Yellow is a warm color. Imagine a meadow bathed in yellow sunshine or a cozy room lit by candlelight. Yellow is associated with joy, cheerfulness, youth, optimism, and playfulness. But like the hundreds of yellow tints and shades that exist, there are lots of yellow meanings that range from positive to negative.
Uses of yellow
Because of yellow’s cheery playfulness, it’s a common color in toys, apparel and other products made for tots. School buses are traditionally yellow, and because yellow is a primary color, many children’s toys and learning products are red, blue, and yellow.

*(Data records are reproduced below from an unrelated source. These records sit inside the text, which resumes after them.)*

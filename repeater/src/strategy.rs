use alloc::sync::Arc;
use core::cmp::Ordering;
use core::fmt;

use crate::StrategyError;

type FilterFn<T> = dyn Fn(&T) -> Result<bool, StrategyError> + Send + Sync;
type CompareFn<T> = dyn Fn(&T, &T) -> Result<Ordering, StrategyError> + Send + Sync;

/// A predicate deciding which items appear in the view.
///
/// Must be a pure function of the item; capture any outside state when constructing it.
/// Cloning is cheap, and [`crate::Repeater::set_options`] compares filters by pointer.
pub struct Filter<T>(Arc<FilterFn<T>>);

impl<T> Filter<T> {
    pub fn new(f: impl Fn(&T) -> bool + Send + Sync + 'static) -> Self {
        Self(Arc::new(move |item| Ok(f(item))))
    }

    /// A filter that may fail. A failure aborts the render that evaluated it.
    pub fn fallible(f: impl Fn(&T) -> Result<bool, StrategyError> + Send + Sync + 'static) -> Self {
        Self(Arc::new(f))
    }

    pub(crate) fn test(&self, item: &T) -> Result<bool, StrategyError> {
        (self.0)(item)
    }

    pub(crate) fn ptr_eq(&self, other: &Self) -> bool {
        Arc::ptr_eq(&self.0, &other.0)
    }
}

impl<T> Clone for Filter<T> {
    fn clone(&self) -> Self {
        Self(Arc::clone(&self.0))
    }
}

impl<T> fmt::Debug for Filter<T> {
    fn fmt(&self, f: &mut fmt::Formatter<'_>) -> fmt::Result {
        f.write_str("Filter(..)")
    }
}

/// Ordering of the view.
///
/// Sorting is stable: items comparing equal keep their source order. A comparator that is not a
/// total order is not detected.
pub struct Comparator<T>(Arc<CompareFn<T>>);

impl<T> Comparator<T> {
    pub fn new(f: impl Fn(&T, &T) -> Ordering + Send + Sync + 'static) -> Self {
        Self(Arc::new(move |a, b| Ok(f(a, b))))
    }

    pub fn fallible(
        f: impl Fn(&T, &T) -> Result<Ordering, StrategyError> + Send + Sync + 'static,
    ) -> Self {
        Self(Arc::new(f))
    }

    /// Sorts ascending by a derived key.
    pub fn by_key<V: Ord>(f: impl Fn(&T) -> V + Send + Sync + 'static) -> Self {
        Self::new(move |a, b| f(a).cmp(&f(b)))
    }

    pub(crate) fn compare(&self, a: &T, b: &T) -> Result<Ordering, StrategyError> {
        (self.0)(a, b)
    }

    pub(crate) fn ptr_eq(&self, other: &Self) -> bool {
        Arc::ptr_eq(&self.0, &other.0)
    }
}

impl<T> Clone for Comparator<T> {
    fn clone(&self) -> Self {
        Self(Arc::clone(&self.0))
    }
}

impl<T> fmt::Debug for Comparator<T> {
    fn fmt(&self, f: &mut fmt::Formatter<'_>) -> fmt::Result {
        f.write_str("Comparator(..)")
    }
}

Yellow is also associated with the tropics because of abundant sunshine plus tropical fruits like banana, pineapple and plantain. These meanings help explain why yellow is commonly associated with leisure and recreation products. By contrast, you won’t find a lot of guys wearing yellow business suits to the office.

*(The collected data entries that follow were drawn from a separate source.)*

use alloc::string::String;
use alloc::vec::Vec;
use core::fmt;

/// A dot-separated path into an item, e.g. `manager.type`.
#[derive(Clone, PartialEq, Eq, Hash, PartialOrd, Ord)]
pub struct FieldPath(String);

impl FieldPath {
    pub fn new(path: impl Into<String>) -> Self {
        Self(path.into())
    }

    /// Parses a whitespace-separated list such as `"type manager.type"`.
    pub fn parse_list(list: &str) -> Vec<Self> {
        list.split_whitespace().map(Self::new).collect()
    }

    pub fn as_str(&self) -> &str {
        &self.0
    }

    pub fn segments(&self) -> impl Iterator<Item = &str> {
        self.0.split('.').filter(|s| !s.is_empty())
    }

    /// Whether a mutation at `mutated` can change the value at this path.
    ///
    /// True when either path is a segment-wise prefix of the other: replacing `manager` changes
    /// `manager.type`, and mutating `manager.type.code` changes `manager.type`.
    pub fn is_affected_by(&self, mutated: &str) -> bool {
        let mut ours = self.segments();
        let mut theirs = mutated.split('.').filter(|s| !s.is_empty());
        loop {
            match (ours.next(), theirs.next()) {
                (Some(a), Some(b)) if a == b => continue,
                (Some(_), Some(_)) => return false,
                _ => return true,
            }
        }
    }
}

impl fmt::Debug for FieldPath {
    fn fmt(&self, f: &mut fmt::Formatter<'_>) -> fmt::Result {
        write!(f, "FieldPath({:?})", self.0)
    }
}

impl fmt::Display for FieldPath {
    fn fmt(&self, f: &mut fmt::Formatter<'_>) -> fmt::Result {
        f.write_str(&self.0)
    }
}

impl From<&str> for FieldPath {
    fn from(path: &str) -> Self {
        Self::new(path)
    }
}
// Example: a host loop that mutates through a Controller and mirrors the view.
use repeater::{InstanceId, RepeaterOptions};
use repeater_adapter::{Controller, apply_delta};

fn main() {
    let mut c = Controller::new(
        RepeaterOptions::new_with_key(|s: &(u32, &'static str)| s.0).with_initial_count(2),
        vec![(1, "alpha"), (2, "beta"), (3, "gamma"), (4, "delta")],
    );
    let mut mirror: Vec<InstanceId> = Vec::new();

    c.schedule_render().unwrap();
    c.push((5, "epsilon")).unwrap();

    let mut now_ms = 0;
    while c.needs_tick() {
        let delta = c.tick(now_ms).unwrap();
        apply_delta(&delta, &mut mirror);
        println!("tick @{now_ms}ms: ops={} stamped={:?}", delta.ops.len(), delta.stamped);
        now_ms += 16;
    }
    println!("view: {:?}", c.view_items());
}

Because bright yellow is easy to see, it’s often used in hazard signs, typically alternating with black or red stripes. To ensure high visibility in a sea of traffic, taxis are traditionally yellow.
In nature, black and yellow stripes can mean “danger. ” Think bees, yellow jackets and certain wasps. More negative connotations of the color yellow include phrases like “yellow-bellied” and “yellow streak” (cowardly), as well as sickness and disease like yellow fever (and the yellow-green someone’s face may appear during sickness).
Complementary and analogous colors
On the color wheel, yellow is located directly opposite the color purple, making the two colors complementary. While you won’t see yellow and purple together often outside of adventurous fashion choices, it is a popular color combination for sports teams, like the LSU Tigers.
Yellow is analogous (closest on the color wheel) to the colors green and orange.
Is yellow right for your brand?
If you have a serious product, there are likely better choices for your business than yellow. But it could be dandy if you are marketing your brand to parents and small children, or selling products or services into the leisure industries – especially if there’s a tropical angle to what you do. Be sure to select a tint or shade of yellow that is visually appealing. Most people are repelled by dingy yellows, but respond well to sunny or lemony hues!